◆ Task goal ◆
Only the first line of the listing and the lines after it, up to and including the one containing "pub const PROBABILITY_UNAVAILABLE: &str", should be retyped exactly.

==*==

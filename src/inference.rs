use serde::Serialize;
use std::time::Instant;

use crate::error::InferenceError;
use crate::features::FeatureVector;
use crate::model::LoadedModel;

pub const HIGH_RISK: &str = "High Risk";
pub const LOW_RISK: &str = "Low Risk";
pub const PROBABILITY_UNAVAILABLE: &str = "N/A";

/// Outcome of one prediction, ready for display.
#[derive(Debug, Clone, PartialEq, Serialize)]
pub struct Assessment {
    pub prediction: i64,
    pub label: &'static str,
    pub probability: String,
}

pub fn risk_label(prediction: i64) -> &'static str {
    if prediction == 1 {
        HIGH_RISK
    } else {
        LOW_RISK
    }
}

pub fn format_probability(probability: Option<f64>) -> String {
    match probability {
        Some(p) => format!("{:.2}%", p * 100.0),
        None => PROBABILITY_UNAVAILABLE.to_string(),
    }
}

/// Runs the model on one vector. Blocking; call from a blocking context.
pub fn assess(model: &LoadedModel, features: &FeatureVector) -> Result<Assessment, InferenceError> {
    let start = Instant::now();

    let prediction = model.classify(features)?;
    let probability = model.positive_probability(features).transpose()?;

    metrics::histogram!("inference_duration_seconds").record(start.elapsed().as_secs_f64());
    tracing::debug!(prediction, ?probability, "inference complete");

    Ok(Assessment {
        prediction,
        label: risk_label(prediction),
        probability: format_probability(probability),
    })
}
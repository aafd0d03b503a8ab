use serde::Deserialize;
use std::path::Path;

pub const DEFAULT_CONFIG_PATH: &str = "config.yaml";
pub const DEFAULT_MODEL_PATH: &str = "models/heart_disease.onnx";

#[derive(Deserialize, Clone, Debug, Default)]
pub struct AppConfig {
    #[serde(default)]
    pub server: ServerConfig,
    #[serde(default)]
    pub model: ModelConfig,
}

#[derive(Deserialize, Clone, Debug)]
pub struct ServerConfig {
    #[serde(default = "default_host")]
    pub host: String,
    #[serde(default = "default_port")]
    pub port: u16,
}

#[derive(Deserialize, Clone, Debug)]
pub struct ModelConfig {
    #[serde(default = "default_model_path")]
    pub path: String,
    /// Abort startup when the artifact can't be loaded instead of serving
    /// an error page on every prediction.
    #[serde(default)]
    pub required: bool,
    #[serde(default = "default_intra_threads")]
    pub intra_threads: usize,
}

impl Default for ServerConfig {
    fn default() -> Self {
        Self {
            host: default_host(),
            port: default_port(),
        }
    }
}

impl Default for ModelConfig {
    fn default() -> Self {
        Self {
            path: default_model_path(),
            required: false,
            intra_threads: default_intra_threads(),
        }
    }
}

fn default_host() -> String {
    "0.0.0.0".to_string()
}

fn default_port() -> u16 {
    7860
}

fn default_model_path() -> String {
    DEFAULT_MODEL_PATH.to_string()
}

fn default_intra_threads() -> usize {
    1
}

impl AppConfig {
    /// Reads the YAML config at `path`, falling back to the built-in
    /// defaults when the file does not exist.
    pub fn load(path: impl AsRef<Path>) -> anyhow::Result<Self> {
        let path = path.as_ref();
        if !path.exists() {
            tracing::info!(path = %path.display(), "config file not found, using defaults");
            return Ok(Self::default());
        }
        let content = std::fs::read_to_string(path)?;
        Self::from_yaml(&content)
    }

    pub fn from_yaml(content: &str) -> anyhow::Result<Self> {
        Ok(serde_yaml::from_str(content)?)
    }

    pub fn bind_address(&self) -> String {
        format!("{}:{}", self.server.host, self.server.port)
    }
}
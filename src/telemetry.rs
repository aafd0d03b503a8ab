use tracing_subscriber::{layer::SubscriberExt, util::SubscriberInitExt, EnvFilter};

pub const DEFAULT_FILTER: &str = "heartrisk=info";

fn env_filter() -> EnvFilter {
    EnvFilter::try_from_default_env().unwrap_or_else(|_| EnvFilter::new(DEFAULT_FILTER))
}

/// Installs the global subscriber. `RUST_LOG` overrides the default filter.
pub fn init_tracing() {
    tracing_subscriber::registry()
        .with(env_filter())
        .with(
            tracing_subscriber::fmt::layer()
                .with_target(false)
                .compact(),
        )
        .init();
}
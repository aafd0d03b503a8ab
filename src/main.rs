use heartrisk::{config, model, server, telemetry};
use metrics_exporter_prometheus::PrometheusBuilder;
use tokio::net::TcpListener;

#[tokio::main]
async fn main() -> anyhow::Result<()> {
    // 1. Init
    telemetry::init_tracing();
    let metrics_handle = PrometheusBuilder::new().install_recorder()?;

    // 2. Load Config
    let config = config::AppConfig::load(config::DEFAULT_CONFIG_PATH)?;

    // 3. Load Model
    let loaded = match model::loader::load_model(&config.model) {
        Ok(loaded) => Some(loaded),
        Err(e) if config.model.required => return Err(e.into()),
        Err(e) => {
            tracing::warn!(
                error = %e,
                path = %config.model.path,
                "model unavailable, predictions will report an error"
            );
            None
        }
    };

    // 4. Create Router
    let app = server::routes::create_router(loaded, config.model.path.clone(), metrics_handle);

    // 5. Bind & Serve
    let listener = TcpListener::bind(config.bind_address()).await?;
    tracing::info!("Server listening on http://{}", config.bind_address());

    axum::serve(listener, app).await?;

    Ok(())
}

==*==

◆ Answer to this task ◆
filename src/inference.rs
use serde::Serialize;
use std::time::Instant;

use crate::error::InferenceError;
use crate::features::FeatureVector;
use crate::model::LoadedModel;

pub const HIGH_RISK: &str = "High Risk";
pub const LOW_RISK: &str = "Low Risk";
pub const PROBABILITY_UNAVAILABLE: &str = "N/A";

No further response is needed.